By Parrish Alford/NEMS Daily Journal
OXFORD – As one overtime passed to another at Tad Smith Coliseum on Tuesday night, I faced those conflicting emotions that collide between a college basketball purist, who likes the idea of participating in something of historical significance, and the sports writer who faces the demands of deadline writing.
Translation: The way Ole Miss and Texas Tech were going at it, I’d have been fine with sitting through a few more overtimes, had I been a ticket-buying fan who could go home when it was over.
As it was, two overtimes were enough – barely enough – for Ole Miss to pull off a 90-87 win and advance to the NIT Final Four in New York for the second time in three years.
The buzz word around the Rebels was “resiliency,” a fitting description for a team that has shown a knack for the dramatic comeback all year long.
Texas Tech coach Pat Knight summed it up this way: “Both teams were proud to be in the NIT.”
That was especially true for Knight’s team, which lost its last seven regular season games and needed a Big 12 tournament win to play it’s way into the little tournament, not the big one.
It took Ole Miss longer to embrace NIT pride. Not much longer. The Rebels handled their disappointment for the most part in practices leading up to last Wednesday’s opener against Troy, but Ole Miss was in the NCAA discussion far longer than Texas Tech.
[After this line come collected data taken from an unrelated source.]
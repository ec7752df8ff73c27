//! Guest-visible identifiers for kernel and domain objects

use serde::{Deserialize, Serialize};
use std::fmt;

/// Guest-visible handle to a kernel object
///
/// Handles are small integers allocated by the handle table. The value is
/// opaque to the dispatch engine: it is only ever passed back to the handle
/// table or copied into a response's handle descriptor.
#[derive(Debug, Clone, Copy, PartialEq, Eq, PartialOrd, Ord, Hash, Serialize, Deserialize)]
pub struct HandleId(u32);

impl HandleId {
    /// Creates a handle ID from its raw guest value
    pub const fn from_raw(raw: u32) -> Self {
        Self(raw)
    }

    /// Returns the raw guest value
    pub const fn as_raw(&self) -> u32 {
        self.0
    }
}

impl fmt::Display for HandleId {
    fn fmt(&self, f: &mut fmt::Formatter<'_>) -> fmt::Result {
        write!(f, "Handle({:#x})", self.0)
    }
}

/// Identifier of an object inside a domain
///
/// Object IDs are assigned by the owning domain, start at 1 and are never
/// reused. The value 0 never names an object.
#[derive(Debug, Clone, Copy, PartialEq, Eq, PartialOrd, Ord, Hash, Serialize, Deserialize)]
pub struct ObjectId(u32);

impl ObjectId {
    /// The reserved "no object" value
    pub const NONE: ObjectId = ObjectId(0);

    /// Creates an object ID from its raw wire value
    pub const fn from_raw(raw: u32) -> Self {
        Self(raw)
    }

    /// Returns the raw wire value
    pub const fn as_raw(&self) -> u32 {
        self.0
    }

    /// Returns true for the reserved zero ID
    pub const fn is_none(&self) -> bool {
        self.0 == 0
    }
}

impl fmt::Display for ObjectId {
    fn fmt(&self, f: &mut fmt::Formatter<'_>) -> fmt::Result {
        write!(f, "Object({})", self.0)
    }
}
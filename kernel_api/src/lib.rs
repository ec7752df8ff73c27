//! # Kernel API
//!
//! This crate defines the narrow contracts the IPC dispatcher consumes from
//! the rest of the emulated kernel.
//!
//! ## Contracts
//!
//! - [`GuestMemory`]: read request bytes from, and write response bytes to,
//!   guest memory
//! - [`HandleTable`]: allocate and rebind guest handles
//!
//! ## Non-Goals
//!
//! This crate does not say how guest memory is laid out or how handles are
//! represented. The simulated kernel provides in-process implementations;
//! an emulator provides its own.

pub mod error;
pub mod handles;
pub mod memory;

pub use error::KernelError;
pub use handles::HandleTable;
pub use memory::GuestMemory;
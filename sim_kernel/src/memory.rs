//! Simulated guest RAM

use kernel_api::{GuestMemory, KernelError};
use std::sync::{Mutex, MutexGuard, PoisonError};

/// One contiguous block of guest memory mapped at `base`
#[derive(Debug)]
pub struct GuestRam {
    base: u64,
    bytes: Mutex<Vec<u8>>,
}

impl GuestRam {
    /// Creates zeroed RAM of `size` bytes starting at guest address `base`
    pub fn new(base: u64, size: usize) -> Self {
        Self {
            base,
            bytes: Mutex::new(vec![0; size]),
        }
    }

    pub fn base(&self) -> u64 {
        self.base
    }

    pub fn size(&self) -> usize {
        self.lock().len()
    }

    /// Converts a guest range to an offset into the backing store
    fn offset(&self, address: u64, length: usize, size: usize) -> Result<usize, KernelError> {
        let invalid = || KernelError::InvalidAddress { address, length };
        let offset = address
            .checked_sub(self.base)
            .and_then(|offset| usize::try_from(offset).ok())
            .ok_or_else(invalid)?;
        let end = offset.checked_add(length).ok_or_else(invalid)?;
        if end > size {
            return Err(invalid());
        }
        Ok(offset)
    }

    fn lock(&self) -> MutexGuard<'_, Vec<u8>> {
        self.bytes.lock().unwrap_or_else(PoisonError::into_inner)
    }
}

impl GuestMemory for GuestRam {
    fn read_bytes(&self, address: u64, length: usize) -> Result<Vec<u8>, KernelError> {
        let bytes = self.lock();
        let offset = self.offset(address, length, bytes.len())?;
        Ok(bytes[offset..offset + length].to_vec())
    }

    fn write_bytes(&self, address: u64, data: &[u8]) -> Result<(), KernelError> {
        let mut bytes = self.lock();
        let offset = self.offset(address, data.len(), bytes.len())?;
        bytes[offset..offset + data.len()].copy_from_slice(data);
        Ok(())
    }
}

#[cfg(test)]
mod tests {
    use super::*;

    #[test]
    fn test_write_then_read() {
        let ram = GuestRam::new(0x8000_0000, 0x100);
        ram.write_bytes(0x8000_0010, &[1, 2, 3]).unwrap();
        assert_eq!(ram.read_bytes(0x8000_000f, 5).unwrap(), vec![0, 1, 2, 3, 0]);
    }

    #[test]
    fn test_out_of_range() {
        let ram = GuestRam::new(0x1000, 0x10);

        assert_eq!(
            ram.read_bytes(0xfff, 1),
            Err(KernelError::InvalidAddress {
                address: 0xfff,
                length: 1
            })
        );
        assert!(ram.read_bytes(0x1008, 9).is_err());
        assert!(ram.write_bytes(0x1010, &[0]).is_err());
        assert!(ram.read_bytes(u64::MAX, usize::MAX).is_err());
    }

    #[test]
    fn test_edge_of_range() {
        let ram = GuestRam::new(0x1000, 0x10);
        ram.write_bytes(0x100f, &[0xaa]).unwrap();
        assert_eq!(ram.read_bytes(0x1000, 0x10).unwrap()[15], 0xaa);
        assert_eq!(ram.read_bytes(0x1010, 0).unwrap(), Vec::<u8>::new());
    }
}
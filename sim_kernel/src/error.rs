//! Simulated kernel error types

use ipc_dispatch::DispatchError;
use kernel_api::KernelError;
use services_registry::RegistryError;
use thiserror::Error;

/// Errors returned by [`crate::SimulatedKernel`] operations
#[derive(Debug, Error)]
pub enum SimError {
    #[error("registry error: {0}")]
    Registry(#[from] RegistryError),

    #[error(transparent)]
    Kernel(#[from] KernelError),

    #[error("dispatch error: {0}")]
    Dispatch(#[from] DispatchError),
}

impl SimError {
    /// Returns true when the guest thread that issued the call should be
    /// terminated
    pub fn is_fatal_to_thread(&self) -> bool {
        match self {
            SimError::Dispatch(error) => error.is_fatal_to_thread(),
            SimError::Registry(_) | SimError::Kernel(_) => false,
        }
    }
}
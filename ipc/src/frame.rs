//! Command sub-frame codec
//!
//! The sub-frame rides inside a message's raw payload:
//!
//! ```text
//! request:  [magic "SFCI" u64][command id u64, low 32 bits used][parameters]
//! response: [magic "SFCO" u64][result code i64][output]
//! ```
//!
//! Decoding does not check the magic tag. Callers that want to reject
//! mismatched tags use [`RequestFrame::check_magic`].

use crate::buffer::{ByteReader, ByteWriter};
use crate::FrameError;
use core_types::ResultCode;

/// Command identifier selecting an operation within an object
pub type CommandId = u32;

/// Magic tag of inbound frames ("SFCI" in the low 4 bytes)
pub const REQUEST_MAGIC: u64 = u32::from_le_bytes(*b"SFCI") as u64;

/// Magic tag of outbound frames ("SFCO" in the low 4 bytes)
pub const RESPONSE_MAGIC: u64 = u32::from_le_bytes(*b"SFCO") as u64;

/// Size of the fixed header shared by both directions
pub const HEADER_SIZE: usize = 16;

/// Decoded view of an inbound sub-frame
#[derive(Debug, Clone, Copy, PartialEq, Eq)]
pub struct RequestFrame<'a> {
    /// Magic tag exactly as read from the wire
    pub magic: u64,
    /// Command identifier (low half of the 8-byte field)
    pub command_id: CommandId,
    /// Command-specific parameters following the header
    pub payload: &'a [u8],
}

impl<'a> RequestFrame<'a> {
    /// Decodes the fixed header and borrows the remaining parameters
    pub fn decode(bytes: &'a [u8]) -> Result<Self, FrameError> {
        let mut reader = ByteReader::new(bytes);
        let magic = reader.read_u64()?;
        // The wire field is 8 bytes wide; only the low 32 bits name the command.
        let command_id = reader.read_u64()? as u32;
        Ok(Self {
            magic,
            command_id,
            payload: reader.remaining_bytes(),
        })
    }

    /// Returns true if the frame carries the request tag
    pub fn has_request_magic(&self) -> bool {
        self.magic == REQUEST_MAGIC
    }

    /// Fails with [`FrameError::MagicMismatch`] unless the request tag is present
    pub fn check_magic(&self) -> Result<(), FrameError> {
        if self.has_request_magic() {
            Ok(())
        } else {
            Err(FrameError::MagicMismatch {
                expected: REQUEST_MAGIC,
                actual: self.magic,
            })
        }
    }

    /// Returns a reader positioned at the first parameter byte
    pub fn parameters(&self) -> ByteReader<'a> {
        ByteReader::new(self.payload)
    }
}

/// Decoded view of an outbound sub-frame
#[derive(Debug, Clone, Copy, PartialEq, Eq)]
pub struct ResponseFrame<'a> {
    pub magic: u64,
    pub result: ResultCode,
    pub output: &'a [u8],
}

impl<'a> ResponseFrame<'a> {
    /// Decodes a response produced by [`encode_response`]
    pub fn decode(bytes: &'a [u8]) -> Result<Self, FrameError> {
        let mut reader = ByteReader::new(bytes);
        let magic = reader.read_u64()?;
        let result = ResultCode::from_raw(reader.read_i64()?);
        Ok(Self {
            magic,
            result,
            output: reader.remaining_bytes(),
        })
    }

    /// Interprets the output as consecutive little-endian 32-bit words
    ///
    /// Trailing bytes that do not fill a whole word are ignored.
    pub fn output_words(&self) -> Vec<u32> {
        self.output
            .chunks_exact(4)
            .map(|chunk| u32::from_le_bytes([chunk[0], chunk[1], chunk[2], chunk[3]]))
            .collect()
    }
}

/// Encodes a request sub-frame (guest side)
pub fn encode_request(command_id: CommandId, parameters: &[u8]) -> Vec<u8> {
    let mut writer = ByteWriter::with_capacity(HEADER_SIZE + parameters.len());
    writer.write_u64(REQUEST_MAGIC);
    writer.write_u64(u64::from(command_id));
    writer.write_bytes(parameters);
    writer.into_bytes()
}

/// Decodes a response sub-frame (guest side)
pub fn decode_response(bytes: &[u8]) -> Result<ResponseFrame<'_>, FrameError> {
    ResponseFrame::decode(bytes)
}

/// Encodes a response sub-frame carrying raw handler output
pub fn encode_response(result: ResultCode, output: &[u8]) -> Vec<u8> {
    let mut writer = ByteWriter::with_capacity(HEADER_SIZE + output.len());
    writer.write_u64(RESPONSE_MAGIC);
    writer.write_i64(result.as_raw());
    writer.write_bytes(output);
    writer.into_bytes()
}

/// Encodes a response sub-frame whose output is a list of 32-bit words
pub fn encode_response_words(result: ResultCode, words: &[u32]) -> Vec<u8> {
    let mut writer = ByteWriter::with_capacity(HEADER_SIZE + words.len() * 4);
    writer.write_u64(RESPONSE_MAGIC);
    writer.write_i64(result.as_raw());
    for word in words {
        writer.write_u32(*word);
    }
    writer.into_bytes()
}
//! Frame decoding errors

use thiserror::Error;

/// Structural failures while decoding a sub-frame
#[derive(Debug, Clone, Error, PartialEq, Eq)]
pub enum FrameError {
    /// The buffer ended before a fixed-size field
    #[error("frame truncated: needed {needed} bytes, only {available} available")]
    Truncated { needed: usize, available: usize },

    /// The magic tag does not match the expected direction
    #[error("bad frame magic: expected {expected:#x}, found {actual:#x}")]
    MagicMismatch { expected: u64, actual: u64 },
}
Both teams did play with pride in Tuesday’s quarterfinal. Pride shows itself with effort, and effort most often shows itself on the defensive end.
The Rebels won in spite of shooting only 39.5 percent. They won while shooting just 25.9 percent from 3-point range and – for the first 40 minutes – just 8-for-17 from the free throw line.
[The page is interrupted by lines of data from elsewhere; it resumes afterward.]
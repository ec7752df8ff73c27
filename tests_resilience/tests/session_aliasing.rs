//! Session Aliasing Tests
//!
//! Validates that duplicated and wrapped handles keep working as other
//! handles to the same session are closed or objects are deleted.

use ipc::{DomainCommand, ResponseFrame};
use ipc_dispatch::{SessionKind, SELF_OBJECT_ID};
use sim_kernel::SimError;
use std::sync::Arc;
use tests_resilience::{
    control, guest_call, request, test_bootstrap, ECHO_SERVICE, OPENER_SERVICE,
};

/// Test: A duplicated handle outlives the original
#[test]
fn test_duplicate_survives_original_close() {
    let kernel = test_bootstrap();
    let handle = kernel.connect(ECHO_SERVICE).expect("Failed to connect");

    let response = guest_call(&kernel, 0, handle, control(4, &[0; 4])).expect("Clone failed");
    let alias = response.handle_descriptor.expect("No handle moved").move_handles[0];
    assert!(Arc::ptr_eq(
        &kernel.session(handle).unwrap(),
        &kernel.session(alias).unwrap()
    ));

    guest_call(&kernel, 0, handle, ipc::Message::close_session()).expect("Close failed");
    assert!(kernel.session(handle).is_none());

    let response = guest_call(&kernel, 0, alias, request(5, &[])).expect("Alias call failed");
    let frame = ResponseFrame::decode(&response.raw_payload).unwrap();
    assert_eq!(frame.output, &[1, 0, 0, 0]);
}

/// Test: Promotion rebinds only the handle it was issued on
#[test]
fn test_promotion_rebinds_only_calling_handle() {
    let kernel = test_bootstrap();
    let handle = kernel.connect(ECHO_SERVICE).expect("Failed to connect");
    let response = guest_call(&kernel, 0, handle, control(2, &[0; 4])).expect("Clone failed");
    let alias = response.handle_descriptor.unwrap().move_handles[0];

    guest_call(&kernel, 0, handle, control(0, &[])).expect("Promote failed");

    // The promoting handle is rebound; the duplicate keeps the old session.
    assert_eq!(kernel.session(handle).unwrap().kind(), SessionKind::Domain);
    assert_eq!(kernel.session(alias).unwrap().kind(), SessionKind::Direct);
}

/// Test: Objects returned by a handler can be wrapped and called directly
#[test]
fn test_wrapped_handle_to_domain_object() {
    let kernel = test_bootstrap();
    let handle = kernel.connect(OPENER_SERVICE).expect("Failed to connect");
    guest_call(&kernel, 0, handle, control(0, &[])).expect("Promote failed");

    let open = request(0, &[]).with_domain(DomainCommand::SendMessage, SELF_OBJECT_ID);
    let response = guest_call(&kernel, 0, handle, open).expect("Open failed");
    let child = response.objects[0];
    assert_eq!(child.as_raw(), 2);

    let clone = control(2, &[0; 4]).with_domain(DomainCommand::SendMessage, child);
    let response = guest_call(&kernel, 0, handle, clone).expect("Clone failed");
    let wrapped = response.handle_descriptor.unwrap().move_handles[0];
    assert_eq!(kernel.session(wrapped).unwrap().kind(), SessionKind::Wrapped);

    // Deleting the registry entry does not invalidate the wrapped handle.
    let delete = request(0, &[]).with_domain(DomainCommand::DeleteObject, child);
    guest_call(&kernel, 0, handle, delete).expect("Delete failed");

    let response =
        guest_call(&kernel, 0, wrapped, request(7, &41u32.to_le_bytes())).expect("Call failed");
    let frame = ResponseFrame::decode(&response.raw_payload).unwrap();
    assert_eq!(frame.output_words(), vec![42]);

    // The domain itself no longer resolves the id.
    let send = request(5, &[]).with_domain(DomainCommand::SendMessage, child);
    assert!(matches!(
        guest_call(&kernel, 0, handle, send),
        Err(SimError::Dispatch(_))
    ));
}

/// Test: A wrapped self-reference stops resolving once the domain is gone
#[test]
fn test_wrapped_self_reference_after_domain_closes() {
    let kernel = test_bootstrap();
    let handle = kernel.connect(ECHO_SERVICE).expect("Failed to connect");
    guest_call(&kernel, 0, handle, control(0, &[])).expect("Promote failed");

    let clone = control(2, &[0; 4]).with_domain(DomainCommand::SendMessage, SELF_OBJECT_ID);
    let response = guest_call(&kernel, 0, handle, clone).expect("Clone failed");
    let wrapped = response.handle_descriptor.unwrap().move_handles[0];

    // While the domain lives, the wrapped self-reference serves the owner's table.
    let response = guest_call(&kernel, 0, wrapped, request(5, &[])).expect("Call failed");
    assert_eq!(
        ResponseFrame::decode(&response.raw_payload).unwrap().output,
        &[1, 0, 0, 0]
    );

    guest_call(&kernel, 0, handle, ipc::Message::close_session()).expect("Close failed");

    let result = guest_call(&kernel, 0, wrapped, request(5, &[]));
    assert!(matches!(result, Err(SimError::Dispatch(_))));
}

/// Test: Objects returned outside a domain arrive as moved handles
#[test]
fn test_returned_object_on_direct_session() {
    let kernel = test_bootstrap();
    let handle = kernel.connect(OPENER_SERVICE).expect("Failed to connect");

    let response = guest_call(&kernel, 0, handle, request(0, &[])).expect("Open failed");
    assert!(response.objects.is_empty());
    let opened = response.handle_descriptor.unwrap().move_handles[0];

    let response = guest_call(&kernel, 0, opened, request(5, &[])).expect("Call failed");
    let frame = ResponseFrame::decode(&response.raw_payload).unwrap();
    assert_eq!(frame.output, &[1, 0, 0, 0]);
}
Ole Miss was able to get its better shooters to the line and hit 11-of-14 free throws in the overtime periods. Had that not happened a tremendous defensive effort would have been wasted.
Murphy Holloway, Reggie Buckner and Terrance Henry contested every shot in the post, and when the Rebels were in the press they got hands in the passing lanes to force missed shots and turnovers. Tech had 18 turnovers in the game, 10 of them in the two overtime periods.
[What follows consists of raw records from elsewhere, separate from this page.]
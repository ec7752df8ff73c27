//! Little-endian cursor types over IPC payload bytes

use crate::FrameError;

/// Read cursor over a borrowed payload
///
/// Every read is bounds-checked; reading past the end yields
/// [`FrameError::Truncated`] and leaves the cursor where it was.
#[derive(Debug, Clone)]
pub struct ByteReader<'a> {
    data: &'a [u8],
    position: usize,
}

impl<'a> ByteReader<'a> {
    /// Creates a reader positioned at the start of `data`
    pub fn new(data: &'a [u8]) -> Self {
        Self { data, position: 0 }
    }

    /// Returns the current offset from the start of the buffer
    pub fn position(&self) -> usize {
        self.position
    }

    /// Returns the number of unread bytes
    pub fn remaining(&self) -> usize {
        self.data.len() - self.position
    }

    /// Returns the unread bytes without consuming them
    pub fn remaining_bytes(&self) -> &'a [u8] {
        &self.data[self.position..]
    }

    /// Consumes `len` bytes
    pub fn read_bytes(&mut self, len: usize) -> Result<&'a [u8], FrameError> {
        if len > self.remaining() {
            return Err(FrameError::Truncated {
                needed: self.position + len,
                available: self.data.len(),
            });
        }
        let bytes = &self.data[self.position..self.position + len];
        self.position += len;
        Ok(bytes)
    }

    /// Skips `len` bytes
    pub fn skip(&mut self, len: usize) -> Result<(), FrameError> {
        self.read_bytes(len).map(|_| ())
    }

    pub fn read_u32(&mut self) -> Result<u32, FrameError> {
        self.read_array().map(u32::from_le_bytes)
    }

    pub fn read_i32(&mut self) -> Result<i32, FrameError> {
        self.read_array().map(i32::from_le_bytes)
    }

    pub fn read_u64(&mut self) -> Result<u64, FrameError> {
        self.read_array().map(u64::from_le_bytes)
    }

    pub fn read_i64(&mut self) -> Result<i64, FrameError> {
        self.read_array().map(i64::from_le_bytes)
    }

    fn read_array<const N: usize>(&mut self) -> Result<[u8; N], FrameError> {
        let mut out = [0u8; N];
        out.copy_from_slice(self.read_bytes(N)?);
        Ok(out)
    }
}

/// Growable little-endian output buffer
#[derive(Debug, Clone, Default, PartialEq, Eq)]
pub struct ByteWriter {
    data: Vec<u8>,
}

impl ByteWriter {
    /// Creates an empty writer
    pub fn new() -> Self {
        Self { data: Vec::new() }
    }

    /// Creates an empty writer with room for `capacity` bytes
    pub fn with_capacity(capacity: usize) -> Self {
        Self {
            data: Vec::with_capacity(capacity),
        }
    }

    pub fn write_u32(&mut self, value: u32) {
        self.data.extend_from_slice(&value.to_le_bytes());
    }

    pub fn write_i32(&mut self, value: i32) {
        self.data.extend_from_slice(&value.to_le_bytes());
    }

    pub fn write_u64(&mut self, value: u64) {
        self.data.extend_from_slice(&value.to_le_bytes());
    }

    pub fn write_i64(&mut self, value: i64) {
        self.data.extend_from_slice(&value.to_le_bytes());
    }

    pub fn write_bytes(&mut self, bytes: &[u8]) {
        self.data.extend_from_slice(bytes);
    }

    /// Returns the number of bytes written so far
    pub fn len(&self) -> usize {
        self.data.len()
    }

    /// Returns true if nothing has been written
    pub fn is_empty(&self) -> bool {
        self.data.is_empty()
    }

    /// Returns the written bytes
    pub fn as_bytes(&self) -> &[u8] {
        &self.data
    }

    /// Consumes the writer and returns the written bytes
    pub fn into_bytes(self) -> Vec<u8> {
        self.data
    }
}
The defensive effort off-set the offensive disappearance of Terrico White, who averaged 24 points over the first two NIT games when he was 6-for-9 from 3-point range.
Against Tech, he hit only three of his first 14 shots. His undeniable athleticism is the reason White stays in the game. He can go off at any time, and he hit four of his last seven shots, including the leaner with 25.5 seconds left to force the first overtime.
White’s struggles were magnified as the game wore on, because Chris Warren, who went 4-for-5 from 3-point range in the first half, wasn’t getting the same looks. That threw off his rhythm, and when he did get some clean looks late he was off the mark.
Ole Miss needs Terrico White to beat good teams, and if the White that arrived for the first two NIT games shows up in New York, the Rebels could win the whole thing.
The NIT pride has kicked in, and while the big shot-makers may leave them for a time, the resiliency, it appears, will not.